> _Prompt_
The response must hold only the lines from the line containing "let keep = match" through the end of the listing, exactly as written.
= = = = = = =
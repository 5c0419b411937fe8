// Resume upload: multipart intake, temp-file lifecycle, extraction → keywords → job search.

pub mod handlers;
pub mod pipeline;
pub mod storage;
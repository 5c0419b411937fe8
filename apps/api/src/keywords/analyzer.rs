//! Language analysis seam for keyword extraction.
//!
//! `RuleBasedAnalyzer` is a lightweight, deterministic analyzer built on word
//! lists and capitalisation:
//! - proper-noun spans are runs of capitalised words on one line, joined through
//!   "of" ("Bank of America"), with leading function words and verbs trimmed
//! - spans are classified as organizations (suffix or keyword), places
//!   (gazetteer) or people (given name or honorific)
//! - noun phrases are proper-noun spans plus runs of lowercase content words,
//!   normalised to lowercase and ranked by frequency

use std::collections::{HashMap, HashSet};
use std::sync::OnceLock;

use regex::Regex;

use super::lexicon::{
    ADVERB_SUFFIXES, CONNECTORS, GIVEN_NAMES, HONORIFICS, KNOWN_ORGANIZATIONS, ORG_KEYWORDS,
    ORG_SUFFIXES, PLACES, STOPWORDS, VERBS,
};

/// Longest noun phrase kept; longer runs keep their trailing words.
const MAX_PHRASE_WORDS: usize = 4;
/// Longest span still considered a personal name.
const MAX_PERSON_WORDS: usize = 3;

/// Output of a language analyzer.
#[derive(Debug, Clone, Default, PartialEq)]
pub struct Analysis {
    /// Normalised noun phrases, most frequent first.
    pub noun_phrases: Vec<String>,
    pub people: Vec<String>,
    pub organizations: Vec<String>,
    pub places: Vec<String>,
}

pub trait LanguageAnalyzer: Send + Sync {
    fn analyze(&self, text: &str) -> Analysis;
}

#[derive(Debug, Clone, Copy, Default)]
pub struct RuleBasedAnalyzer;

impl LanguageAnalyzer for RuleBasedAnalyzer {
    fn analyze(&self, text: &str) -> Analysis {
        let tokens = tokenize(text);
        let spans = proper_spans(&tokens);

        let mut analysis = Analysis {
            noun_phrases: rank_by_frequency(noun_phrases(&tokens, &spans)),
            ..Analysis::default()
        };

        let mut seen: HashSet<(EntityKind, String)> = HashSet::new();
        for span in &spans {
            let Some(kind) = classify(span, &tokens) else {
                continue;
            };
            let surface = span.surface(&tokens);
            if !seen.insert((kind, surface.clone())) {
                continue;
            }
            match kind {
                EntityKind::Person => analysis.people.push(surface),
                EntityKind::Organization => analysis.organizations.push(surface),
                EntityKind::Place => analysis.places.push(surface),
            }
        }

        analysis
    }
}

#[derive(Debug)]
struct Token<'a> {
    text: &'a str,
    lower: String,
    /// Punctuation or a line break separates this token from the previous one.
    break_before: bool,
    sentence_start: bool,
}

impl Token<'_> {
    fn is_capitalized(&self) -> bool {
        self.text.chars().next().is_some_and(char::is_uppercase)
    }
}

#[derive(Debug, Clone, Copy, PartialEq, Eq, Hash)]
enum EntityKind {
    Person,
    Organization,
    Place,
}

/// Half-open token range of a proper-noun span.
#[derive(Debug, Clone, Copy, PartialEq, Eq)]
struct Span {
    start: usize,
    end: usize,
}

impl Span {
    fn tokens<'t, 'a>(&self, tokens: &'t [Token<'a>]) -> &'t [Token<'a>] {
        &tokens[self.start..self.end]
    }

    fn surface(&self, tokens: &[Token<'_>]) -> String {
        self.tokens(tokens)
            .iter()
            .map(|t| t.text)
            .collect::<Vec<_>>()
            .join(" ")
    }

    fn normalized(&self, tokens: &[Token<'_>]) -> String {
        let words: Vec<&str> = self.tokens(tokens).iter().map(|t| t.lower.as_str()).collect();
        words[words.len().saturating_sub(MAX_PHRASE_WORDS)..].join(" ")
    }
}

fn token_pattern() -> &'static Regex {
    static PATTERN: OnceLock<Regex> = OnceLock::new();
    PATTERN.get_or_init(|| {
        Regex::new(r"\p{L}[\p{L}\p{N}]*(?:[.'’&-][\p{L}\p{N}]+)*[+#]*")
            .expect("token pattern is a valid regex")
    })
}

fn tokenize(text: &str) -> Vec<Token<'_>> {
    let mut tokens: Vec<Token<'_>> = Vec::new();
    let mut last_end = 0;

    for m in token_pattern().find_iter(text) {
        let gap = &text[last_end..m.start()];
        last_end = m.end();

        let sentence_start = tokens.is_empty() || gap.contains(['.', '!', '?', '\n']);
        let break_before = sentence_start || gap.chars().any(|c| c != ' ' && c != '\t');

        let raw = m.as_str();
        let text = raw
            .strip_suffix("'s")
            .or_else(|| raw.strip_suffix("’s"))
            .unwrap_or(raw);

        tokens.push(Token {
            text,
            lower: text.to_lowercase(),
            break_before,
            sentence_start,
        });
    }

    tokens
}

fn is_function_word(lower: &str) -> bool {
    STOPWORDS.contains(&lower) || HONORIFICS.contains(&lower)
}

fn is_verb(lower: &str) -> bool {
    VERBS.contains(&lower)
}

fn is_adverb(lower: &str) -> bool {
    lower.chars().count() > 6 && ADVERB_SUFFIXES.iter().any(|s| lower.ends_with(s))
}

fn is_participle(lower: &str) -> bool {
    lower.chars().count() > 4 && (lower.ends_with("ing") || lower.ends_with("ed"))
}

fn is_content(lower: &str) -> bool {
    !is_function_word(lower) && !is_verb(lower) && !is_adverb(lower)
}

fn can_start_entity(token: &Token<'_>) -> bool {
    let lower = token.lower.as_str();
    if is_function_word(lower) || is_verb(lower) {
        return false;
    }
    !(token.sentence_start && is_participle(lower))
}

fn proper_spans(tokens: &[Token<'_>]) -> Vec<Span> {
    let mut spans = Vec::new();
    let mut i = 0;

    while i < tokens.len() {
        if !tokens[i].is_capitalized() {
            i += 1;
            continue;
        }

        let mut end = i + 1;
        while end < tokens.len() && !tokens[end].break_before {
            if tokens[end].is_capitalized() {
                end += 1;
            } else if CONNECTORS.contains(&tokens[end].lower.as_str())
                && tokens
                    .get(end + 1)
                    .is_some_and(|next| !next.break_before && next.is_capitalized())
            {
                end += 2;
            } else {
                break;
            }
        }

        let start = (i..end)
            .find(|&idx| can_start_entity(&tokens[idx]))
            .unwrap_or(end);
        if start < end {
            spans.push(Span { start, end });
        }
        i = end;
    }

    spans
}

fn classify(span: &Span, tokens: &[Token<'_>]) -> Option<EntityKind> {
    let words: Vec<&str> = span.tokens(tokens).iter().map(|t| t.lower.as_str()).collect();
    let first = *words.first()?;
    let last = *words.last()?;
    let phrase = words.join(" ");

    if ORG_SUFFIXES.contains(&last)
        || words.iter().any(|w| ORG_KEYWORDS.contains(w))
        || KNOWN_ORGANIZATIONS.contains(&phrase.as_str())
    {
        return Some(EntityKind::Organization);
    }

    if PLACES.contains(&phrase.as_str()) {
        return Some(EntityKind::Place);
    }

    let after_honorific = span
        .start
        .checked_sub(1)
        .is_some_and(|prev| HONORIFICS.contains(&tokens[prev].lower.as_str()));
    let name_shaped =
        words.len() <= MAX_PERSON_WORDS && !words.iter().any(|w| CONNECTORS.contains(w));
    if name_shaped && (GIVEN_NAMES.contains(&first) || after_honorific) {
        return Some(EntityKind::Person);
    }

    None
}

/// Lowercase content-word runs plus every proper-noun span, in text order.
fn noun_phrases(tokens: &[Token<'_>], spans: &[Span]) -> Vec<String> {
    let mut phrases = Vec::new();
    let mut run: Vec<&str> = Vec::new();
    // A leading participle right after a function word is part of the phrase
    // ("in distributed systems"); elsewhere it is read as a verb.
    let mut keep_leading_participle = false;
    let mut spans = spans.iter().peekable();
    let mut i = 0;

    while i < tokens.len() {
        if let Some(span) = spans.next_if(|s| s.start == i) {
            flush_run(&mut run, keep_leading_participle, &mut phrases);
            phrases.push(span.normalized(tokens));
            i = span.end;
            continue;
        }

        let token = &tokens[i];
        if token.break_before {
            flush_run(&mut run, keep_leading_participle, &mut phrases);
        }

        if is_content(&token.lower) {
            if run.is_empty() {
                keep_leading_participle = !token.break_before
                    && i > 0
                    && is_function_word(&tokens[i - 1].lower);
            }
            run.push(token.lower.as_str());
        } else {
            flush_run(&mut run, keep_leading_participle, &mut phrases);
        }
        i += 1;
    }
    flush_run(&mut run, keep_leading_participle, &mut phrases);

    phrases
}

fn flush_run(run: &mut Vec<&str>, keep_leading_participle: bool, phrases: &mut Vec<String>) {
    let mut words: &[&str] = &run[..];
    if !keep_leading_participle {
        while words.len() > 1 && is_participle(words[0]) {
            words = &words[1..];
        }
    }

    let keep = match words {
        [] => false,
        [only] => !(is_participle(only) && only.ends_with("ed")),
        _ => true,
    };
    if keep {
        let tail = &words[words.len().saturating_sub(MAX_PHRASE_WORDS)..];
        phrases.push(tail.join(" "));
    }

    run.clear();
}

/// Most frequent first; ties keep first-occurrence order.
fn rank_by_frequency(phrases: Vec<String>) -> Vec<String> {
    let mut counts: HashMap<String, (usize, usize)> = HashMap::new();
    for (idx, phrase) in phrases.into_iter().enumerate() {
        counts.entry(phrase).or_insert((0, idx)).0 += 1;
    }

    let mut ranked: Vec<(String, (usize, usize))> = counts.into_iter().collect();
    ranked.sort_by(|(_, (count_a, first_a)), (_, (count_b, first_b))| {
        count_b.cmp(count_a).then(first_a.cmp(first_b))
    });
    ranked.into_iter().map(|(phrase, _)| phrase).collect()
}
= = = = = = =
> _Output for this task_
    let keep = match words {
        [] => false,
        [only] => !(is_participle(only) && only.ends_with("ed")),
        _ => true,
    };
    if keep {
        let tail = &words[words.len().saturating_sub(MAX_PHRASE_WORDS)..];
        phrases.push(tail.join(" "));
    }

    run.clear();
}

/// Most frequent first; ties keep first-occurrence order.
fn rank_by_frequency(phrases: Vec<String>) -> Vec<String> {
    let mut counts: HashMap<String, (usize, usize)> = HashMap::new();
    for (idx, phrase) in phrases.into_iter().enumerate() {
        counts.entry(phrase).or_insert((0, idx)).0 += 1;
    }

    let mut ranked: Vec<(String, (usize, usize))> = counts.into_iter().collect();
    ranked.sort_by(|(_, (count_a, first_a)), (_, (count_b, first_b))| {
        count_b.cmp(count_a).then(first_a.cmp(first_b))
    });
    ranked.into_iter().map(|(phrase, _)| phrase).collect()
}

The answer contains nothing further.